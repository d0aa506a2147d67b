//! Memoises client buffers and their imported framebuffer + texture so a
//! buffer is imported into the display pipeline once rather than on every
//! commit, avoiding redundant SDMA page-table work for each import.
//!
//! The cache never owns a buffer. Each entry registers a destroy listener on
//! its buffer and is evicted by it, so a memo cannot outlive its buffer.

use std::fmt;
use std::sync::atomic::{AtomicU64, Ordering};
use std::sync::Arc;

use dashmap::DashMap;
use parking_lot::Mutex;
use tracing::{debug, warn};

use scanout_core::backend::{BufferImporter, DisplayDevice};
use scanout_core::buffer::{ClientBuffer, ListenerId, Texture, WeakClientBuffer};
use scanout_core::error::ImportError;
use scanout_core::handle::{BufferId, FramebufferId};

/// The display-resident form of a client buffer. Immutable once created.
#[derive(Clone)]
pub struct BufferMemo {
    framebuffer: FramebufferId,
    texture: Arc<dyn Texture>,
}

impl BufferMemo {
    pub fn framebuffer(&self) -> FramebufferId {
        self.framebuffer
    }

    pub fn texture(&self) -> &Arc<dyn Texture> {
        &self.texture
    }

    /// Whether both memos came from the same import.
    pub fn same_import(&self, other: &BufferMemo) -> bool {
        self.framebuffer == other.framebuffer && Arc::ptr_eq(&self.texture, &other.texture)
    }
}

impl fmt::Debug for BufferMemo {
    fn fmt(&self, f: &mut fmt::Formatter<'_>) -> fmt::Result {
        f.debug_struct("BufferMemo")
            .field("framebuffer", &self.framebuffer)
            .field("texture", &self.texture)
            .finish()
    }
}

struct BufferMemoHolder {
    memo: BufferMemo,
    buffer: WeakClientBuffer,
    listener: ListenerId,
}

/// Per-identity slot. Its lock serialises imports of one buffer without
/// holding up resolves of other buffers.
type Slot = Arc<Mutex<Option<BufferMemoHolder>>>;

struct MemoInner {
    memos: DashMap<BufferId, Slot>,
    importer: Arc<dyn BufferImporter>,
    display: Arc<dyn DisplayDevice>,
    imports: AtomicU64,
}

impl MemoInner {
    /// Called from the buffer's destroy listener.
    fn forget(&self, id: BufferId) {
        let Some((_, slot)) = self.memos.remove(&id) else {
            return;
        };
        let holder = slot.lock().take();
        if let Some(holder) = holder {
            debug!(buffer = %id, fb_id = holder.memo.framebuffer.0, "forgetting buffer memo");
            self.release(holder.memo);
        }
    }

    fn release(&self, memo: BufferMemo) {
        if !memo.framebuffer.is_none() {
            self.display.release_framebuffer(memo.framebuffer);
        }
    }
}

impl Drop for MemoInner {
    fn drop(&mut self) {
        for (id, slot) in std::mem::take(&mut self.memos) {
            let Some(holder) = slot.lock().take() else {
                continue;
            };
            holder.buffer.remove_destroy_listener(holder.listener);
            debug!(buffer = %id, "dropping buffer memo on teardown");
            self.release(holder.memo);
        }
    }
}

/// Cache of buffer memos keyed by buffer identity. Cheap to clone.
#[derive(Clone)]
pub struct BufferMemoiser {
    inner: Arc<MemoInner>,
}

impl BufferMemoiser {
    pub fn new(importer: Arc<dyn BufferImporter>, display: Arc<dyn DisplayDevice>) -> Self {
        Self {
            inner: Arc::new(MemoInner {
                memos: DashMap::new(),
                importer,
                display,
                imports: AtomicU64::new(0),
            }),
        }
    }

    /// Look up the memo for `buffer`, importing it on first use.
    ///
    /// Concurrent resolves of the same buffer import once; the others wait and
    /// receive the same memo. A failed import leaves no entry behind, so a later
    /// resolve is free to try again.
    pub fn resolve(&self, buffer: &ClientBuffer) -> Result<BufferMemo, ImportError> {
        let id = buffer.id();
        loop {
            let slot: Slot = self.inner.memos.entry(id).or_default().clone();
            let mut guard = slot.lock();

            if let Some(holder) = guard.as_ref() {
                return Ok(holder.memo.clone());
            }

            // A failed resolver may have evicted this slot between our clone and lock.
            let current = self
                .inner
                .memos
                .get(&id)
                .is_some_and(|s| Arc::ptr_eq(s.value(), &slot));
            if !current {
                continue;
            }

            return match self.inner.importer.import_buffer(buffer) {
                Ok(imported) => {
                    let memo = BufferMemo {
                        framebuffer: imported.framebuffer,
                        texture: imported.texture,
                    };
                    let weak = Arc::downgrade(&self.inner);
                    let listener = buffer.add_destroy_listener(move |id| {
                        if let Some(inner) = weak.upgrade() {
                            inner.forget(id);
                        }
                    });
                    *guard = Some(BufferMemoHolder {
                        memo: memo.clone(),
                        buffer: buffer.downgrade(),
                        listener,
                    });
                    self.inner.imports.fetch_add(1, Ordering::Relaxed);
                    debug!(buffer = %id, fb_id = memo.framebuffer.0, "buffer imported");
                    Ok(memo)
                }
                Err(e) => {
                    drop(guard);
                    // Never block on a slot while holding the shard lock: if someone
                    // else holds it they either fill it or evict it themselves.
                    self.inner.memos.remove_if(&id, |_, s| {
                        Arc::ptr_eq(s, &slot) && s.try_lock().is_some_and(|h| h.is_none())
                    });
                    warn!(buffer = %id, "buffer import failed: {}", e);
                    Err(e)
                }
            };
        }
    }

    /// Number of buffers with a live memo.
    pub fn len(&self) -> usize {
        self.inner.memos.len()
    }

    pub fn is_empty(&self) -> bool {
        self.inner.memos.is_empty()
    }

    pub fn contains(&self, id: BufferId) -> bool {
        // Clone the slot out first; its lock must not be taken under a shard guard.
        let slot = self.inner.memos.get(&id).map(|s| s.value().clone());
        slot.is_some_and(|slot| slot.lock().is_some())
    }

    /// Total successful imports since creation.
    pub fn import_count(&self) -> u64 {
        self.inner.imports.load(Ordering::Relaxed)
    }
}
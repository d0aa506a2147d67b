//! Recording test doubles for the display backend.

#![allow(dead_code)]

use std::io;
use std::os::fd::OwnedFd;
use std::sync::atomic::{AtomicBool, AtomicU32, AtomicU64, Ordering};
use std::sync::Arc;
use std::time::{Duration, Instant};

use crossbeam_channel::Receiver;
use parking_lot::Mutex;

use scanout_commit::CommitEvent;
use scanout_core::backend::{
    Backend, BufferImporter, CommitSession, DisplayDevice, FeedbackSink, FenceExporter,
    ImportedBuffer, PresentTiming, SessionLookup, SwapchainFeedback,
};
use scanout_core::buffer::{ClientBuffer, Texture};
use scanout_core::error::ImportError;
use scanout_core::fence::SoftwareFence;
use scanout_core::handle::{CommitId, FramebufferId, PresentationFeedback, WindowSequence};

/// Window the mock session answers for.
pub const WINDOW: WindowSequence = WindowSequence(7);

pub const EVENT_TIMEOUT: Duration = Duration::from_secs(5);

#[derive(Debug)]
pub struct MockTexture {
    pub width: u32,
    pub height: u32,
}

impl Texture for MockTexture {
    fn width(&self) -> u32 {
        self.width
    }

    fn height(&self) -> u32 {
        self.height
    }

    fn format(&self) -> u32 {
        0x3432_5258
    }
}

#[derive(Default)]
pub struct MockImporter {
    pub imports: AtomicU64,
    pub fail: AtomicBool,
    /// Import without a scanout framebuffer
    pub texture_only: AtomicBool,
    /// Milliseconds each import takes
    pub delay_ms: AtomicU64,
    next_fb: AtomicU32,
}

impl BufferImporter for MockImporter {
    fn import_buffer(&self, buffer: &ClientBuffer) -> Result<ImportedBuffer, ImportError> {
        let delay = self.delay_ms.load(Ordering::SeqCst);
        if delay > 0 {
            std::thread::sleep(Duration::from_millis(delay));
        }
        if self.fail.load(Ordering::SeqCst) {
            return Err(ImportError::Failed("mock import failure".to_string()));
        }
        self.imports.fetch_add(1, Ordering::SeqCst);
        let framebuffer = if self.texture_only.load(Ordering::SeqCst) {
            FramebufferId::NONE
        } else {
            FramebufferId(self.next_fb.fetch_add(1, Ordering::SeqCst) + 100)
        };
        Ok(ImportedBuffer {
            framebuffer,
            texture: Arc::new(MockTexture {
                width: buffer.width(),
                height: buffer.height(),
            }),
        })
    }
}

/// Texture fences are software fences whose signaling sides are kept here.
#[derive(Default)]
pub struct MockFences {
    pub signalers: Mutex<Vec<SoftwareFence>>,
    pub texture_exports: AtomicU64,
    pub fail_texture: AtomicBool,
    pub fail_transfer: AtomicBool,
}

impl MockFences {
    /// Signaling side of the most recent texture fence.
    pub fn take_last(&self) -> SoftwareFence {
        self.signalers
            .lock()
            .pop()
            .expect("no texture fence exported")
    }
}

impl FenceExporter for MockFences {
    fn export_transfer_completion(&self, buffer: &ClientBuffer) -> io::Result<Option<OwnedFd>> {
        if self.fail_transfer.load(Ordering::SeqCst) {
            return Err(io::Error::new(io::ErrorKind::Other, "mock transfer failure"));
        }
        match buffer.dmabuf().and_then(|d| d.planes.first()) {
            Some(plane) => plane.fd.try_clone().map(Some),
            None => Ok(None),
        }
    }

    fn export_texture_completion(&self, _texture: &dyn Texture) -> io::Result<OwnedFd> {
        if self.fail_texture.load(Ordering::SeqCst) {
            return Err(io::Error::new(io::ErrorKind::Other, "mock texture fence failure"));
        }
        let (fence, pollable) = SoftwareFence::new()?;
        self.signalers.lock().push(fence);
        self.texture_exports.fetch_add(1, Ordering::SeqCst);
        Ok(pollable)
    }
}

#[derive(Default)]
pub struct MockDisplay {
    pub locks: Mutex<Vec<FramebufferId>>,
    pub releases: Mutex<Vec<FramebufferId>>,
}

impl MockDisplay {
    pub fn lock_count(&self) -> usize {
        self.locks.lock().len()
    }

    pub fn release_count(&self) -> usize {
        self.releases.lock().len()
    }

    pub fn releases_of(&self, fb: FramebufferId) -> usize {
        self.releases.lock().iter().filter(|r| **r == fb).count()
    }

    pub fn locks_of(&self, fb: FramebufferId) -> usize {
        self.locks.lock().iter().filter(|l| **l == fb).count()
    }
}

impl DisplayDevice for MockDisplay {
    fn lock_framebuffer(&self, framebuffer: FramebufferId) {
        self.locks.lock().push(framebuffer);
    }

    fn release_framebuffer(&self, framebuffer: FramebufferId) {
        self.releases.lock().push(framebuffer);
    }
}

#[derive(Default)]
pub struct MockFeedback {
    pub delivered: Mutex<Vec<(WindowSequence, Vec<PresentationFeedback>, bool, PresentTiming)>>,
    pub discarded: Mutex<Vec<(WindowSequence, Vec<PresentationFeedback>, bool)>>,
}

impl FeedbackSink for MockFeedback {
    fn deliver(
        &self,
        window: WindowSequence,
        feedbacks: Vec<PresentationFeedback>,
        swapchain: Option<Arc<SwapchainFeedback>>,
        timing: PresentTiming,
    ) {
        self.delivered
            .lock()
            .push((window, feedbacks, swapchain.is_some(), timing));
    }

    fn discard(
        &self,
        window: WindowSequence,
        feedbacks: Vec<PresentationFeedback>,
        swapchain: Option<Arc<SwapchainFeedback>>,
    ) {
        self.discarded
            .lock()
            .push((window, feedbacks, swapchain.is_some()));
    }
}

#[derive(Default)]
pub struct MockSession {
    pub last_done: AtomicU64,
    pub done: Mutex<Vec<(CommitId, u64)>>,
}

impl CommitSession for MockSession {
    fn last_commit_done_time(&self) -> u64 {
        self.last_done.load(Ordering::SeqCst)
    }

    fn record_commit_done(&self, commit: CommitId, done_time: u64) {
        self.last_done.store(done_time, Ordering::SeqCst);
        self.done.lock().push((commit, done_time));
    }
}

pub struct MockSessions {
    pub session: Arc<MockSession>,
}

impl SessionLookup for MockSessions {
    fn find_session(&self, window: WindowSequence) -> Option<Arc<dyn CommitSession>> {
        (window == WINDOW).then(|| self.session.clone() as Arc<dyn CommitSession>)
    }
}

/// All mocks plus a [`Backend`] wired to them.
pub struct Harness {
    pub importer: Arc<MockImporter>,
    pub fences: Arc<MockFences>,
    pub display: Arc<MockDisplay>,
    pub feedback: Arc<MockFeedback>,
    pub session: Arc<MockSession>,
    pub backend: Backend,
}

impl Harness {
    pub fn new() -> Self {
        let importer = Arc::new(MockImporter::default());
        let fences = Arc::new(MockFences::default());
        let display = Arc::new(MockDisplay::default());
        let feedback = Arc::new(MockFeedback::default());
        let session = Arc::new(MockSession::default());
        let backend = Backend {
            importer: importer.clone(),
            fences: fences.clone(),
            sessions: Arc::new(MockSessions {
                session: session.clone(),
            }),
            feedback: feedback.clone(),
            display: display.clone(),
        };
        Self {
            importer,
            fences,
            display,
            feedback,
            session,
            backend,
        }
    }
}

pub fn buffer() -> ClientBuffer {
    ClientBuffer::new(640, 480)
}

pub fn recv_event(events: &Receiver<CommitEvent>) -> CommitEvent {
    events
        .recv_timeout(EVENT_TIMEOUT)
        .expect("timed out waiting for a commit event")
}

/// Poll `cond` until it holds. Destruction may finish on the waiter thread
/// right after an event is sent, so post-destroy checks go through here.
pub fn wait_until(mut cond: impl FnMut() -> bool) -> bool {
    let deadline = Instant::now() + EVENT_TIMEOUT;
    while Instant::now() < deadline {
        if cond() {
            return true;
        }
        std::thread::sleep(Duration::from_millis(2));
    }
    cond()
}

=====

An answer is complete only when it holds every line above containing the string "height".

    pub height: u32,
    fn height(&self) -> u32 {
        self.height
                height: buffer.height(),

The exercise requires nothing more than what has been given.